Source records
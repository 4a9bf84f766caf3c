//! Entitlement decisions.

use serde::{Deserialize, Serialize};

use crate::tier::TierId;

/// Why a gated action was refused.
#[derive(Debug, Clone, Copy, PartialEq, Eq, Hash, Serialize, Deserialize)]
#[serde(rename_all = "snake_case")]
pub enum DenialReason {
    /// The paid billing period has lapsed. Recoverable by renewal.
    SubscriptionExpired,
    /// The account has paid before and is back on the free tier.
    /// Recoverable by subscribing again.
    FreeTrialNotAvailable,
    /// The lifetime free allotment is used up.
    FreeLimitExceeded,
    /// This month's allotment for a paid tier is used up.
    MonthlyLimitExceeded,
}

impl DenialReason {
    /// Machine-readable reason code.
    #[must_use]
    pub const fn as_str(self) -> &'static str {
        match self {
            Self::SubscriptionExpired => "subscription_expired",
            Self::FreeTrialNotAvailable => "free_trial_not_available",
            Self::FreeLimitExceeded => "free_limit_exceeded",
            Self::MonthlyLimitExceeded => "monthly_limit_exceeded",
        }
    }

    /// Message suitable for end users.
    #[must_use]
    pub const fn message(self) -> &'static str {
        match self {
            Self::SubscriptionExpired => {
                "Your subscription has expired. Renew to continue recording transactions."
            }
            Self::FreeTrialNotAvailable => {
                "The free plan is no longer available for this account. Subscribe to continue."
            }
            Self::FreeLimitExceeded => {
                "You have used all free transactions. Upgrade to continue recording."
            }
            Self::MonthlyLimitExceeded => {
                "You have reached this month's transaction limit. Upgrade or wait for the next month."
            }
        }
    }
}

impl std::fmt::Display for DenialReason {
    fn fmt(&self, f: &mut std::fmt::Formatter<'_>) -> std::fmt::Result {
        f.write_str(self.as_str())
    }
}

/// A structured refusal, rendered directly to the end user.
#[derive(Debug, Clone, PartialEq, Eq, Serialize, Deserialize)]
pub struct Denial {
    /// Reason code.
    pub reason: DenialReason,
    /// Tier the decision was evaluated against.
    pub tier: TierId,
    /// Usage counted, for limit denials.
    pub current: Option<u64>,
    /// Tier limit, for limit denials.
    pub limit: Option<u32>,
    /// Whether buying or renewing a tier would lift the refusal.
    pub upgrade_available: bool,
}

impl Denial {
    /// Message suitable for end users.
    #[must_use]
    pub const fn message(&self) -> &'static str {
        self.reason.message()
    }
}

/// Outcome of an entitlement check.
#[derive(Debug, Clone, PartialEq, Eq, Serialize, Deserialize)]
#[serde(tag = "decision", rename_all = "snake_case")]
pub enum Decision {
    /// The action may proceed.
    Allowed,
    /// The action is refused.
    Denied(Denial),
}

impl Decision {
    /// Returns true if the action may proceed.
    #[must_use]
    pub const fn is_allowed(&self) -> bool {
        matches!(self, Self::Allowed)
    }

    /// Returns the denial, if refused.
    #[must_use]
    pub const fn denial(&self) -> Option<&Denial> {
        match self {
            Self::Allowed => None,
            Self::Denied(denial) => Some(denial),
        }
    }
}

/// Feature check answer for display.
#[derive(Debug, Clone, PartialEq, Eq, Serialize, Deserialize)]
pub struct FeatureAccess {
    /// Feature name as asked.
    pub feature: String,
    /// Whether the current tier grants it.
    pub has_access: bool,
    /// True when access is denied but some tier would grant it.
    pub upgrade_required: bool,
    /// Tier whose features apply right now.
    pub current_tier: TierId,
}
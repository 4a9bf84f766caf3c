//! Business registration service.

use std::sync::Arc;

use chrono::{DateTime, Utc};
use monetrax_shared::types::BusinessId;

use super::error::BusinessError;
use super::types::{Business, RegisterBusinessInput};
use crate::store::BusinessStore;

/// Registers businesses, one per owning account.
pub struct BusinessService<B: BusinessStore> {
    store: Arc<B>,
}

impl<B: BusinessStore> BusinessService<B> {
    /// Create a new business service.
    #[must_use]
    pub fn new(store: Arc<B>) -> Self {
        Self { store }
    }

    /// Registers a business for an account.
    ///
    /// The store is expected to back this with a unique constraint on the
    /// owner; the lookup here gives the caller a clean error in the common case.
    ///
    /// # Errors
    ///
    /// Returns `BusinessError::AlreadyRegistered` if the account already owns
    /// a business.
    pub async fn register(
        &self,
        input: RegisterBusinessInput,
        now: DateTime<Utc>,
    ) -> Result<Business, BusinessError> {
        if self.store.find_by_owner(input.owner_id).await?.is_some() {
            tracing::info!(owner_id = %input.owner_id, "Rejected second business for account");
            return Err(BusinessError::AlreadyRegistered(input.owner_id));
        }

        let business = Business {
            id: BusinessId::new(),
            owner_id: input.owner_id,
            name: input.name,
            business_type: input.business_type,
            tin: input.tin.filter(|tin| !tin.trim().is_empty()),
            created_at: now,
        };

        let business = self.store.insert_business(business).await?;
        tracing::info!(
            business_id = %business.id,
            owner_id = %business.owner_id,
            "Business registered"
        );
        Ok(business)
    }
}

→ ABOUT THIS EXERCISE
Filter the records above for lines containing the word "super", and copy those lines.

→ WRITTEN ANSWER
use super::error::BusinessError;
use super::types::{Business, RegisterBusinessInput};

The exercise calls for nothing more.